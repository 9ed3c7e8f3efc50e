use criterion::{black_box, criterion_group, criterion_main, Criterion};
use kdgu_text::Regex;

fn bench_literal_scan(c: &mut Criterion) {
    let re = Regex::compile("needle", Regex::UNANCHORED).unwrap();
    let haystack = "hay ".repeat(512) + "needle";

    c.bench_function("literal_unanchored_scan", |b| {
        b.iter(|| re.find(black_box(&haystack)).unwrap())
    });
}

fn bench_global_word_match(c: &mut Criterion) {
    let re = Regex::compile(r"\w+", Regex::GLOBAL).unwrap();
    let text = "the quick brown fox jumps over the lazy dog ".repeat(128);

    c.bench_function("global_word_match", |b| {
        b.iter(|| re.exec(black_box(&text)).unwrap())
    });
}

fn bench_backtracking_quantifier(c: &mut Criterion) {
    let re = Regex::compile(r"(a+)+b", Regex::UNANCHORED).unwrap();
    let text = "a".repeat(24) + "c";

    c.bench_function("guarded_nested_quantifier", |b| {
        b.iter(|| re.find(black_box(&text)).unwrap())
    });
}

criterion_group!(benches, bench_literal_scan, bench_global_word_match, bench_backtracking_quantifier);
criterion_main!(benches);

===============

Task to complete:
In the records above, find each line with the word "unwrap" and copy it.

Finished task:
    let re = Regex::compile("needle", Regex::UNANCHORED).unwrap();
        b.iter(|| re.find(black_box(&haystack)).unwrap())
    let re = Regex::compile(r"\w+", Regex::GLOBAL).unwrap();
        b.iter(|| re.exec(black_box(&text)).unwrap())
    let re = Regex::compile(r"(a+)+b", Regex::UNANCHORED).unwrap();
        b.iter(|| re.find(black_box(&text)).unwrap())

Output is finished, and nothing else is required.